▶ _Data items_:
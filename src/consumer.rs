//! Consumer side of the `loki_push_api` relation.
//!
//! A workload that wants its logs shipped runs promtail in a sidecar. Each
//! remote unit that publishes a push API endpoint becomes one promtail
//! client; when it departs the client is removed again and promtail is
//! stopped once none remain.

use std::sync::Arc;

use crate::config::ProxySettings;
use crate::error::Result;
use crate::membership::{ConsumerRegistry, StateStore};
use crate::promtail::{LogFileSet, PromtailConfig};
use crate::provision::{BinaryProvisioner, ProvisionOutcome};
use crate::relation::{ProxyPayload, RelationEvent};
use crate::sidecar::{Container, SidecarManager, SidecarState, select_container};
use crate::topology::Topology;

/// Event-driven controller for the promtail sidecar.
///
/// The host delivers one [`RelationEvent`] at a time and waits for
/// [`handle`](Self::handle) to finish before the next. Any error aborts the
/// event and is returned to the host unretried.
pub struct LogProxyConsumer {
    settings: ProxySettings,
    topology: Topology,
    log_files: LogFileSet,
    sidecar: SidecarManager,
    provisioner: BinaryProvisioner,
    registry: ConsumerRegistry,
    store: Arc<dyn StateStore>,
}

impl LogProxyConsumer {
    /// Build the controller, restoring the consumer registry from `store`.
    ///
    /// The sidecar is picked among the unit's `containers`: the configured
    /// container name if set, otherwise the only container. Its name is
    /// also the workload service restarted before promtail unless a
    /// workload service is configured.
    pub fn new(
        settings: ProxySettings,
        topology: Topology,
        log_files: LogFileSet,
        containers: &[Arc<dyn Container>],
        store: Arc<dyn StateStore>,
    ) -> Result<Self> {
        let container = select_container(settings.container_name.as_deref(), containers)?;
        let registry = ConsumerRegistry::restore(store.as_ref())?;
        // Without a supervisor query, a non-empty registry is the best
        // evidence that promtail was left running.
        let state = if registry.is_empty() {
            SidecarState::NotConfigured
        } else {
            SidecarState::Running {
                clients: registry.len(),
            }
        };

        Ok(Self {
            sidecar: SidecarManager::new(container, &settings).with_state(state),
            provisioner: BinaryProvisioner::from_settings(&settings),
            settings,
            topology,
            log_files,
            registry,
            store,
        })
    }

    pub fn state(&self) -> SidecarState {
        self.sidecar.state()
    }

    pub fn registry(&self) -> &ConsumerRegistry {
        &self.registry
    }

    pub fn log_files(&self) -> &LogFileSet {
        &self.log_files
    }

    /// Handle one relation event to completion.
    pub async fn handle(&mut self, event: RelationEvent) -> Result<SidecarState> {
        tracing::debug!("Handling {} on '{}'", event.kind(), self.settings.relation_name);

        match event {
            RelationEvent::Created => self.on_relation_created().await?,
            RelationEvent::Changed {
                unit,
                payload: Some(payload),
            } => self.on_relation_changed(&unit, &payload).await?,
            RelationEvent::Changed {
                unit,
                payload: None,
            } => {
                tracing::debug!("No data published by {} yet, nothing to do", unit);
            }
            RelationEvent::Departed { unit } => self.on_relation_departed(&unit).await?,
            RelationEvent::Upgrade => self.on_upgrade(),
        }

        Ok(self.sidecar.state())
    }

    async fn on_relation_created(&mut self) -> Result<()> {
        let config = PromtailConfig::initial(&self.topology, &self.settings);
        self.sidecar.write_initial(&config).await
    }

    async fn on_relation_changed(&mut self, unit: &str, payload: &ProxyPayload) -> Result<()> {
        let binary = self.settings.binary(&payload.promtail_binary_zip_url);
        let outcome = self
            .provisioner
            .ensure_installed(&binary, self.sidecar.container())
            .await?;
        if let ProvisionOutcome::Installed { path, .. } = &outcome {
            tracing::info!("Promtail installed at {} for {}", path.display(), unit);
        }

        let mut config = self.sidecar.load_config().await?;
        config.add_client(&payload.loki_push_api);
        self.sidecar.store_config(&config).await?;

        self.registry.record(unit, &payload.loki_push_api);
        self.registry.persist(self.store.as_ref())?;

        self.sidecar.declare_layer().await?;
        self.sidecar.restart_all(config.client_count()).await
    }

    async fn on_relation_departed(&mut self, unit: &str) -> Result<()> {
        let url = self.registry.lookup(unit)?.to_string();

        let mut config = self.sidecar.load_config().await?;
        config.remove_client(&url);
        self.sidecar.store_config(&config).await?;

        self.registry.forget(unit)?;
        self.registry.persist(self.store.as_ref())?;

        let clients = config.client_count();
        if clients == 0 {
            self.sidecar.stop().await
        } else {
            self.sidecar.restart_proxy(clients).await
        }
    }

    fn on_upgrade(&self) {
        // No migration exists between promtail releases yet; the pinned
        // binary is only replaced when the sidecar is recreated.
        tracing::debug!("Upgrade requires no sidecar changes");
    }
}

▶ _TASK GOAL_:
Work through the data above line by line and give the number of lines in which "SidecarState" occurs. Add nothing else.

▶ _SOLUTION TO THIS EXERCISE_:
5